= Beginning of Section =

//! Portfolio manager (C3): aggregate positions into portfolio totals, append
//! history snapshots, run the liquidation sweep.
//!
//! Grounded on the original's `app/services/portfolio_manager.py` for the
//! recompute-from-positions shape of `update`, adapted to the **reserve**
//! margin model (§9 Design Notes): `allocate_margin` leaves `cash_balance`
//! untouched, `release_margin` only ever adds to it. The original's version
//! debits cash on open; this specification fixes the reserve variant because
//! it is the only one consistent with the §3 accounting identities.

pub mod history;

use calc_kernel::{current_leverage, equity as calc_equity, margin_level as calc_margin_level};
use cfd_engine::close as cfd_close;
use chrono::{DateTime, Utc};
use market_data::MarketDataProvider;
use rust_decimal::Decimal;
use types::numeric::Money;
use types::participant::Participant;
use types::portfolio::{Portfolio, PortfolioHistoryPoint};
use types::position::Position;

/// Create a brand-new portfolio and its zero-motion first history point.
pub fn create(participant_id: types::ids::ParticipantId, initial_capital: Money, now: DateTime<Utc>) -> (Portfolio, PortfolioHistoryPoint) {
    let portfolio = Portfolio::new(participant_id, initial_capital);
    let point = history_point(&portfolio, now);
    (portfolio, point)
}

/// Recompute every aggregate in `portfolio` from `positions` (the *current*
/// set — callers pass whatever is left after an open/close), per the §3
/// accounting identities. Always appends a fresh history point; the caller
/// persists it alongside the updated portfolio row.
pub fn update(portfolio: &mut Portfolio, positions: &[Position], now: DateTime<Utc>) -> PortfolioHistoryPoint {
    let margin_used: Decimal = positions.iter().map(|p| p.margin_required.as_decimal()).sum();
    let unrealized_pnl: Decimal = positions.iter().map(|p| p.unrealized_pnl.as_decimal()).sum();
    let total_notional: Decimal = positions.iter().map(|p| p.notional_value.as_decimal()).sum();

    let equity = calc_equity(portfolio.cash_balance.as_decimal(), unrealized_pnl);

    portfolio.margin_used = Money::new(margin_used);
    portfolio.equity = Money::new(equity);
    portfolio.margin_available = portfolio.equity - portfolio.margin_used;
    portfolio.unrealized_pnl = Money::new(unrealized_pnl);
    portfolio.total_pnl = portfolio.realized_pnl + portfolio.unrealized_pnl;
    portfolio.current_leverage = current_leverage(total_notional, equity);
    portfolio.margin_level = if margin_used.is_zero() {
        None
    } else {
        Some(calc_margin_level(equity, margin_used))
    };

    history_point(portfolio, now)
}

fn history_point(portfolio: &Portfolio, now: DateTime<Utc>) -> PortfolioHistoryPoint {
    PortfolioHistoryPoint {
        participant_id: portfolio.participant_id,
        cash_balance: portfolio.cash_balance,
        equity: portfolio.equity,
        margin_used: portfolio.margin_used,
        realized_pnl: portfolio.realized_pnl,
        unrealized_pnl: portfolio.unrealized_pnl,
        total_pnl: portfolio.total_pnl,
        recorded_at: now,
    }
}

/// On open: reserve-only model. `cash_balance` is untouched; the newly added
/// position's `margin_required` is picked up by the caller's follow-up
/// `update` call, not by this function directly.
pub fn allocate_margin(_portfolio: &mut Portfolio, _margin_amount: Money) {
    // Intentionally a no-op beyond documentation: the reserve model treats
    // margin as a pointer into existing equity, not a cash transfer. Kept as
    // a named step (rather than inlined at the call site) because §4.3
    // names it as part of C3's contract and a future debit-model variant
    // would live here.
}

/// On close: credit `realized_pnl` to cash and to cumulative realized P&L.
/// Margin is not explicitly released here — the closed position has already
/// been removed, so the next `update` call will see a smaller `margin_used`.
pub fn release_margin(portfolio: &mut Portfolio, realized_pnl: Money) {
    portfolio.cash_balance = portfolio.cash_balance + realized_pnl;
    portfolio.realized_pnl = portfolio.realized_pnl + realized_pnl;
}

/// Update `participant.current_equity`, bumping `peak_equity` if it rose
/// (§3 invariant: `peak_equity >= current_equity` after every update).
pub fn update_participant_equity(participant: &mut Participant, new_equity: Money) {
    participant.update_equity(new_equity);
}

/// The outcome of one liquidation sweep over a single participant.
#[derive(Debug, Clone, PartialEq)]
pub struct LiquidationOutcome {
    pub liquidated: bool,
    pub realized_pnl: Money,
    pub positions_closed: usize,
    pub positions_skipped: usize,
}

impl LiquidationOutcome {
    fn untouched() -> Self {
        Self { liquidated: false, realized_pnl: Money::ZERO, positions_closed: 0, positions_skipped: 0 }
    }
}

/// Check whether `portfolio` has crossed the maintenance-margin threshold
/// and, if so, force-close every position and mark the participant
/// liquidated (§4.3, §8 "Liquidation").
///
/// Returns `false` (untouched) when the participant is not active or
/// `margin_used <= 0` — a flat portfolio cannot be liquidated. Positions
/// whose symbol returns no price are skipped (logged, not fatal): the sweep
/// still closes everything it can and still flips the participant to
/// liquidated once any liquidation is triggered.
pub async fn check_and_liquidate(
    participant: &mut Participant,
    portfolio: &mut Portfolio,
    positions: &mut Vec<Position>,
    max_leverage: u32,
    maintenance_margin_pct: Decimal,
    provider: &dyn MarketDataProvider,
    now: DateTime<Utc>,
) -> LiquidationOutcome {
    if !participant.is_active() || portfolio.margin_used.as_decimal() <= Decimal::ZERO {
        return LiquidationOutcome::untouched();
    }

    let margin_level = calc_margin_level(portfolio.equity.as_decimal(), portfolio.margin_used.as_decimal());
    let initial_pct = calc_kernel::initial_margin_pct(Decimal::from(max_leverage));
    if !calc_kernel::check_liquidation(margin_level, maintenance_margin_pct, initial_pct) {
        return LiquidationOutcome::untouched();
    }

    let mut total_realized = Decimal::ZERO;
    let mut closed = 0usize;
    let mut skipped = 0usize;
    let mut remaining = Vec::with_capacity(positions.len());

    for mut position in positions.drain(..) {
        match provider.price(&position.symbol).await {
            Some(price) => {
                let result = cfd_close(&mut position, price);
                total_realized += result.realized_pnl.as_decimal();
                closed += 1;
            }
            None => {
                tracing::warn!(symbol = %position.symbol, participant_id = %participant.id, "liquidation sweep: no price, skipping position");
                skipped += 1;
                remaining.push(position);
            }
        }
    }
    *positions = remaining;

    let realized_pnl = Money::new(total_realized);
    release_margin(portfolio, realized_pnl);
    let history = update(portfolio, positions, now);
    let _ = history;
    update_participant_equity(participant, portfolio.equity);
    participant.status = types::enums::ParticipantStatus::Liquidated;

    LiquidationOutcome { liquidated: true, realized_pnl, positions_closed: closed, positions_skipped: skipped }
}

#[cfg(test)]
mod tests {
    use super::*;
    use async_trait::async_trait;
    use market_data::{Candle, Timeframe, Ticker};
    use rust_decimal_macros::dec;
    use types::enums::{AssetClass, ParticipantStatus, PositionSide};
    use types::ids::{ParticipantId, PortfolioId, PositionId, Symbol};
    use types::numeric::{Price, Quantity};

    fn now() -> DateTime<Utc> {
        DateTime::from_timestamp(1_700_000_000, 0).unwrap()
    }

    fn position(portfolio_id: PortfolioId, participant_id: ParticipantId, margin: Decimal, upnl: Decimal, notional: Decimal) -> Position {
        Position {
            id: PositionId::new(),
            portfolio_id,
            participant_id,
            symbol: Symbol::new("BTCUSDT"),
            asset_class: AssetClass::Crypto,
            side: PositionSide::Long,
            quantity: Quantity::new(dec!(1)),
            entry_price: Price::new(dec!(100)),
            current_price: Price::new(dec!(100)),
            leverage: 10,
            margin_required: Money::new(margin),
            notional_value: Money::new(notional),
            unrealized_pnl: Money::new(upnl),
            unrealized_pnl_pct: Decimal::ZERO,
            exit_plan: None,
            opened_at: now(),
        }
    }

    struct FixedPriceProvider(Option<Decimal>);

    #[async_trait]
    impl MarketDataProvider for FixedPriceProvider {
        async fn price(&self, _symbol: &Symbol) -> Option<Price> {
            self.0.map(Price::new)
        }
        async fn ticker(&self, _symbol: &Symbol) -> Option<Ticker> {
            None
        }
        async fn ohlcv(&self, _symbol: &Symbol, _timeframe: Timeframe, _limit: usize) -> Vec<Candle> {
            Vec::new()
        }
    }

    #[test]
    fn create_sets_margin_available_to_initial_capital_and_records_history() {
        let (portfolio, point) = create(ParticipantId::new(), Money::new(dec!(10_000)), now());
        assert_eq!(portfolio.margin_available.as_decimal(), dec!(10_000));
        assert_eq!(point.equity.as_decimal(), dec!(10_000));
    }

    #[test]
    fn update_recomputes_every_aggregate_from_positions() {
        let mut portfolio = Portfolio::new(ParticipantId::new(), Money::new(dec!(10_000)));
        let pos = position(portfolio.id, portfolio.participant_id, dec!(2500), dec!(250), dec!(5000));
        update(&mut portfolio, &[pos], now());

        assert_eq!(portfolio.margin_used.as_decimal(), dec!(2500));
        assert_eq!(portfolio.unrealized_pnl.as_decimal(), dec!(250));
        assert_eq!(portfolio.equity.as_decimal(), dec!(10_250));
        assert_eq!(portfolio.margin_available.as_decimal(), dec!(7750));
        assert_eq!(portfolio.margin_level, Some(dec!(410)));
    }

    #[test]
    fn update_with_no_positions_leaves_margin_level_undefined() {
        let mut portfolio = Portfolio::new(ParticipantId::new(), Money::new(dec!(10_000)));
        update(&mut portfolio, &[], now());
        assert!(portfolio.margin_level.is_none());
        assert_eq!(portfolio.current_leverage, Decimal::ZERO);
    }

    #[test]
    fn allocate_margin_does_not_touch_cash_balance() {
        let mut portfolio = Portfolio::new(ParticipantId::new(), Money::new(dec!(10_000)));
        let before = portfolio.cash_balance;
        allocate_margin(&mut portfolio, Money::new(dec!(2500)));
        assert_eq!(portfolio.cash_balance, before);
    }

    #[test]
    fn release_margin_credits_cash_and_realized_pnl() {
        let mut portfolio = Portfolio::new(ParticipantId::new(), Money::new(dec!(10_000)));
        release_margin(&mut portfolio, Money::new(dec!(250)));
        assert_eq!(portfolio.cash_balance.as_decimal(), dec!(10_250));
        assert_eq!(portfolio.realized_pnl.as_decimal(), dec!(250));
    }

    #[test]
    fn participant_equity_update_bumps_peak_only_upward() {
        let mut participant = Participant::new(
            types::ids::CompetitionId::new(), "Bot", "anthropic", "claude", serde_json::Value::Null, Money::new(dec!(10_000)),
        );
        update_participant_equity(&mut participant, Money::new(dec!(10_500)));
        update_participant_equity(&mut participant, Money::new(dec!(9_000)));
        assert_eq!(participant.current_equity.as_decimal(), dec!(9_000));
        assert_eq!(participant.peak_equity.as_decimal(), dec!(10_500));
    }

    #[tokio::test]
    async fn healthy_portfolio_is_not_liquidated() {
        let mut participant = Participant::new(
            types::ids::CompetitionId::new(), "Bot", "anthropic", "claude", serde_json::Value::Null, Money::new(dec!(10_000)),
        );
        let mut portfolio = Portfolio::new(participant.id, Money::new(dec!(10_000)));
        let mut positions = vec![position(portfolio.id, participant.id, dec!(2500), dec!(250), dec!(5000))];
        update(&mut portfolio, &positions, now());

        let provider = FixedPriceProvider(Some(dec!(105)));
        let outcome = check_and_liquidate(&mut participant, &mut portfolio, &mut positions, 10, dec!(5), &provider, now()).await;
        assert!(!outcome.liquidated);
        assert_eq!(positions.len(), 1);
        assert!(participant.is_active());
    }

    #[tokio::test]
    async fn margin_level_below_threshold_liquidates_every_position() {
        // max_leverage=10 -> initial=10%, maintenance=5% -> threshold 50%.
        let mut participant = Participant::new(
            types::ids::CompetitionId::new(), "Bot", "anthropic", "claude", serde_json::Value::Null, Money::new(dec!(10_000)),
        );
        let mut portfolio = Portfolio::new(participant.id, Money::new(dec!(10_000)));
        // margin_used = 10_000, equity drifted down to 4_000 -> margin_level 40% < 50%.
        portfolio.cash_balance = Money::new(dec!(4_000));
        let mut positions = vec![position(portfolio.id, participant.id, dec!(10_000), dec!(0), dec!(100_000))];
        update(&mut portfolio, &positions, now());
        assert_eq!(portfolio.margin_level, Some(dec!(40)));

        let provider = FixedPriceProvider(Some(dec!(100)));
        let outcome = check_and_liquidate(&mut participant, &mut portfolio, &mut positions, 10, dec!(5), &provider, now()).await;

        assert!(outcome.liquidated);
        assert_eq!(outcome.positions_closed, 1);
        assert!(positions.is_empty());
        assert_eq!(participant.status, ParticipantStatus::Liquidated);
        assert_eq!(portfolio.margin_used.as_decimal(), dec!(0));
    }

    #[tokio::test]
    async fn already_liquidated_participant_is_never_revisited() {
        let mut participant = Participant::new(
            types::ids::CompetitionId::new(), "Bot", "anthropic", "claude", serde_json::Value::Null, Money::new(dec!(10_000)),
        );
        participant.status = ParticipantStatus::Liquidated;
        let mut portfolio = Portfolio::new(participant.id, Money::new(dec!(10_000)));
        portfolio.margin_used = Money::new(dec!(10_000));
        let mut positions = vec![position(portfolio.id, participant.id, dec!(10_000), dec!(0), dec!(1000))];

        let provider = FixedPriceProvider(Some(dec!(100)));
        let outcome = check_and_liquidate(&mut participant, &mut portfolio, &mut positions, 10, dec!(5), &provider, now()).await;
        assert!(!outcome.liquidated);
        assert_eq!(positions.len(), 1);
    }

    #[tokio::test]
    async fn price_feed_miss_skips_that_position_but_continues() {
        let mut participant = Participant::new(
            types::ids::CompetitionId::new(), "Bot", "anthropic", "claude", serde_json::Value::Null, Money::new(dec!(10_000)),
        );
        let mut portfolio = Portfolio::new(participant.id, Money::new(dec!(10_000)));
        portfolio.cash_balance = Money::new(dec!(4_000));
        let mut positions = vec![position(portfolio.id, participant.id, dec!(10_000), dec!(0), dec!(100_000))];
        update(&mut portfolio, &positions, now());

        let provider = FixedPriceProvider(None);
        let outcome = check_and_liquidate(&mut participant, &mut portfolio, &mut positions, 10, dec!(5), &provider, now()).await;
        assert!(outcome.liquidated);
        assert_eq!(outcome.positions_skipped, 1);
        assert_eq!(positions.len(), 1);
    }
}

= End of Section =

> [PROBLEM STATEMENT]:
Quote, word for word, every line from the top of the entries through the line that holds "to the **reserve**".

> [EXERCISE RESPONSE]:
//! Portfolio manager (C3): aggregate positions into portfolio totals, append
//! history snapshots, run the liquidation sweep.
//!
//! Grounded on the original's `app/services/portfolio_manager.py` for the
//! recompute-from-positions shape of `update`, adapted to the **reserve**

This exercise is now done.